Assignment: Return verbatim all lines from the first one in the records to the line with "pub const DEFAULT_PORT: u16 = 8787;", both ends kept.
** Opening Record set block **
//! Configuration management for flarerelay
//!
//! Settings come from an optional TOML file and are then overlaid by
//! environment variables, so a bare deployment can run on environment alone.
//! Provider credentials are optional at load time; a request that needs a
//! missing credential fails with [`AppError::Misconfigured`].

use crate::error::{AppError, AppResult};
use serde::Deserialize;
use std::path::Path;
use std::str::FromStr;

pub const DEFAULT_PORT: u16 = 8787;
pub const DEFAULT_WORKERS_AI_BASE_URL: &str = "https://api.cloudflare.com/client/v4";
pub const DEFAULT_WORKERS_AI_MODEL: &str = "@cf/meta/llama-3.1-8b-instruct-fast";
pub const DEFAULT_SENTIMENT_MODEL: &str = "@cf/huggingface/distilbert-sst-2-int8";
pub const DEFAULT_OPENROUTER_BASE_URL: &str = "https://openrouter.ai/api/v1";
pub const DEFAULT_OPENROUTER_MODEL: &str = "perplexity/sonar";

const ACCOUNT_ID_VARS: &[&str] = &["CLOUDFLARE_ACCOUNT_ID", "CF_ACCOUNT_ID"];
const API_TOKEN_VARS: &[&str] = &["CLOUDFLARE_API_TOKEN", "CF_TOKEN", "CLOUDFLARE_AUTH_TOKEN"];
const WORKERS_AI_MODEL_VARS: &[&str] = &["CLOUDFLARE_MODEL"];
const OPENROUTER_KEY_VARS: &[&str] = &["OPENROUTER_API_KEY", "OR_API_KEY"];
const OPENROUTER_MODEL_VARS: &[&str] = &["OPENROUTER_PERPLEXITY_MODEL"];
const PORT_VARS: &[&str] = &["PORT"];

/// Root configuration structure
#[derive(Debug, Clone, Default, Deserialize)]
pub struct Config {
    #[serde(default)]
    pub server: ServerConfig,
    #[serde(default)]
    pub cloudflare: CloudflareConfig,
    #[serde(default)]
    pub openrouter: OpenRouterConfig,
    #[serde(default)]
    pub observability: ObservabilityConfig,
}

/// Server configuration
#[derive(Debug, Clone, Deserialize)]
pub struct ServerConfig {
    #[serde(default = "default_host")]
    pub host: String,
    #[serde(default = "default_port")]
    pub port: u16,
    /// Upstream request timeout. Unset means the HTTP client default (no timeout).
    #[serde(default)]
    pub request_timeout_seconds: Option<u64>,
}

impl Default for ServerConfig {
    fn default() -> Self {
        Self {
            host: default_host(),
            port: default_port(),
            request_timeout_seconds: None,
        }
    }
}

fn default_host() -> String {
    "0.0.0.0".to_string()
}

fn default_port() -> u16 {
    DEFAULT_PORT
}

/// Cloudflare Workers AI settings
///
/// Credential fields are private; use [`CloudflareConfig::credentials`], which
/// fails with a request-level error when either half is missing.
#[derive(Clone, Deserialize)]
pub struct CloudflareConfig {
    #[serde(default)]
    account_id: Option<String>,
    #[serde(default)]
    api_token: Option<String>,
    /// Model used when the request names none
    #[serde(default = "default_workers_ai_model")]
    model: String,
    #[serde(default = "default_sentiment_model")]
    sentiment_model: String,
    #[serde(default = "default_workers_ai_base_url")]
    base_url: String,
}

/// A credential set to an empty string counts as absent
fn non_blank(value: &Option<String>) -> Option<&str> {
    value.as_deref().filter(|v| !v.trim().is_empty())
}

/// Account id and bearer token for Workers AI
#[derive(Debug, Clone, Copy)]
pub struct WorkersAiCredentials<'a> {
    pub account_id: &'a str,
    pub api_token: &'a str,
}

impl CloudflareConfig {
    /// Resolve account id and token, or fail with [`AppError::Misconfigured`]
    pub fn credentials(&self) -> AppResult<WorkersAiCredentials<'_>> {
        match (non_blank(&self.account_id), non_blank(&self.api_token)) {
            (Some(account_id), Some(api_token)) => Ok(WorkersAiCredentials {
                account_id,
                api_token,
            }),
            _ => Err(AppError::Misconfigured(
                "cloudflare account id and token must be set in env \
                (CLOUDFLARE_ACCOUNT_ID / CLOUDFLARE_API_TOKEN or CF_ACCOUNT_ID / CF_TOKEN)"
                    .to_string(),
            )),
        }
    }

    /// Get the default generation model
    pub fn model(&self) -> &str {
        &self.model
    }

    /// Get the sentiment classification model
    pub fn sentiment_model(&self) -> &str {
        &self.sentiment_model
    }

    /// Get the API base URL (without trailing slash)
    pub fn base_url(&self) -> &str {
        self.base_url.trim_end_matches('/')
    }
}

impl Default for CloudflareConfig {
    fn default() -> Self {
        Self {
            account_id: None,
            api_token: None,
            model: default_workers_ai_model(),
            sentiment_model: default_sentiment_model(),
            base_url: default_workers_ai_base_url(),
        }
    }
}

impl std::fmt::Debug for CloudflareConfig {
    fn fmt(&self, f: &mut std::fmt::Formatter<'_>) -> std::fmt::Result {
        f.debug_struct("CloudflareConfig")
            .field("account_id", &self.account_id)
            .field("api_token", &self.api_token.as_ref().map(|_| "<redacted>"))
            .field("model", &self.model)
            .field("sentiment_model", &self.sentiment_model)
            .field("base_url", &self.base_url)
            .finish()
    }
}

fn default_workers_ai_model() -> String {
    DEFAULT_WORKERS_AI_MODEL.to_string()
}

fn default_sentiment_model() -> String {
    DEFAULT_SENTIMENT_MODEL.to_string()
}

fn default_workers_ai_base_url() -> String {
    DEFAULT_WORKERS_AI_BASE_URL.to_string()
}

/// OpenRouter settings
#[derive(Clone, Deserialize)]
pub struct OpenRouterConfig {
    #[serde(default)]
    api_key: Option<String>,
    #[serde(default = "default_openrouter_model")]
    model: String,
    #[serde(default = "default_openrouter_base_url")]
    base_url: String,
}

impl OpenRouterConfig {
    /// Resolve the API key, or fail with [`AppError::Misconfigured`]
    pub fn api_key(&self) -> AppResult<&str> {
        non_blank(&self.api_key).ok_or_else(|| {
            AppError::Misconfigured(
                "openrouter api key must be set in env (OPENROUTER_API_KEY or OR_API_KEY)"
                    .to_string(),
            )
        })
    }

    /// Get the default chat model
    pub fn model(&self) -> &str {
        &self.model
    }

    /// Get the API base URL (without trailing slash)
    pub fn base_url(&self) -> &str {
        self.base_url.trim_end_matches('/')
    }
}

impl Default for OpenRouterConfig {
    fn default() -> Self {
        Self {
            api_key: None,
            model: default_openrouter_model(),
            base_url: default_openrouter_base_url(),
        }
    }
}

impl std::fmt::Debug for OpenRouterConfig {
    fn fmt(&self, f: &mut std::fmt::Formatter<'_>) -> std::fmt::Result {
        f.debug_struct("OpenRouterConfig")
            .field("api_key", &self.api_key.as_ref().map(|_| "<redacted>"))
            .field("model", &self.model)
            .field("base_url", &self.base_url)
            .finish()
    }
}

fn default_openrouter_model() -> String {
    DEFAULT_OPENROUTER_MODEL.to_string()
}

fn default_openrouter_base_url() -> String {
    DEFAULT_OPENROUTER_BASE_URL.to_string()
}

/// Observability configuration
#[derive(Debug, Clone, Deserialize)]
pub struct ObservabilityConfig {
    #[serde(default = "default_log_level")]
    pub log_level: String,
}

impl Default for ObservabilityConfig {
    fn default() -> Self {
        Self {
            log_level: default_log_level(),
        }
    }
}

fn default_log_level() -> String {
    "info".to_string()
}

/// First non-empty value among `names`, in order
fn first_set<F>(lookup: &F, names: &[&str]) -> Option<String>
where
    F: Fn(&str) -> Option<String>,
{
    names
        .iter()
        .copied()
        .filter_map(|name| lookup(name))
        .find(|value| !value.trim().is_empty())
}

impl Config {
    /// Load configuration from a TOML file
    pub fn from_file<P: AsRef<Path>>(path: P) -> AppResult<Self> {
        let path_display = path.as_ref().display().to_string();

        let content = std::fs::read_to_string(path.as_ref()).map_err(|source| {
            AppError::ConfigFileRead {
                path: path_display.clone(),
                source,
            }
        })?;

        let config: Self =
            toml::from_str(&content).map_err(|source| AppError::ConfigParseFailed {
                path: path_display.clone(),
                source,
            })?;

        config
            .validate()
            .map_err(|e| AppError::ConfigValidationFailed {
                path: path_display,
                reason: e.to_string(),
            })?;

        Ok(config)
    }

    /// Build the runtime configuration: optional file, then process environment
    pub fn load(path: Option<&Path>) -> AppResult<Self> {
        let mut config = match path {
            Some(path) => Self::from_file(path)?,
            None => Self::default(),
        };
        config.apply_env(|name| std::env::var(name).ok())?;
        config.validate()?;
        Ok(config)
    }

    /// Overlay values from an environment lookup
    ///
    /// Each setting accepts several variable names; the first non-empty one wins
    /// and replaces whatever the file provided.
    pub fn apply_env<F>(&mut self, lookup: F) -> AppResult<()>
    where
        F: Fn(&str) -> Option<String>,
    {
        if let Some(account_id) = first_set(&lookup, ACCOUNT_ID_VARS) {
            self.cloudflare.account_id = Some(account_id);
        }
        if let Some(token) = first_set(&lookup, API_TOKEN_VARS) {
            self.cloudflare.api_token = Some(token);
        }
        if let Some(model) = first_set(&lookup, WORKERS_AI_MODEL_VARS) {
            self.cloudflare.model = model;
        }
        if let Some(key) = first_set(&lookup, OPENROUTER_KEY_VARS) {
            self.openrouter.api_key = Some(key);
        }
        if let Some(model) = first_set(&lookup, OPENROUTER_MODEL_VARS) {
            self.openrouter.model = model;
        }
        if let Some(port) = first_set(&lookup, PORT_VARS) {
            self.server.port = port.trim().parse().map_err(|_| {
                AppError::Config(format!("PORT must be a valid port number, got '{}'", port))
            })?;
        }
        Ok(())
    }

    /// Validate configuration after parsing
    pub fn validate(&self) -> AppResult<()> {
        for (name, url) in [
            ("cloudflare.base_url", &self.cloudflare.base_url),
            ("openrouter.base_url", &self.openrouter.base_url),
        ] {
            if !url.starts_with("http://") && !url.starts_with("https://") {
                return Err(AppError::Config(format!(
                    "{} must start with 'http://' or 'https://', got '{}'",
                    name, url
                )));
            }
        }

        for (name, model) in [
            ("cloudflare.model", &self.cloudflare.model),
            ("cloudflare.sentiment_model", &self.cloudflare.sentiment_model),
            ("openrouter.model", &self.openrouter.model),
        ] {
            if model.trim().is_empty() {
                return Err(AppError::Config(format!("{} cannot be empty", name)));
            }
        }

        if self.server.port == 0 {
            return Err(AppError::Config(
                "server.port must be greater than 0".to_string(),
            ));
        }

        if let Some(timeout) = self.server.request_timeout_seconds {
            if timeout == 0 || timeout > 300 {
                return Err(AppError::Config(format!(
                    "server.request_timeout_seconds must be in 1..=300, got {}",
                    timeout
                )));
            }
        }

        Ok(())
    }
}

impl FromStr for Config {
    type Err = AppError;

    fn from_str(toml_str: &str) -> Result<Self, Self::Err> {
        let config: Config =
            toml::from_str(toml_str).map_err(|source| AppError::ConfigParseFailed {
                path: "<string>".to_string(),
                source,
            })?;

        config.validate()?;
        Ok(config)
    }
}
** Closing Record set block **
Response box:
//! Configuration management for flarerelay
//!
//! Settings come from an optional TOML file and are then overlaid by
//! environment variables, so a bare deployment can run on environment alone.
//! Provider credentials are optional at load time; a request that needs a
//! missing credential fails with [`AppError::Misconfigured`].

use crate::error::{AppError, AppResult};
use serde::Deserialize;
use std::path::Path;
use std::str::FromStr;

pub const DEFAULT_PORT: u16 = 8787;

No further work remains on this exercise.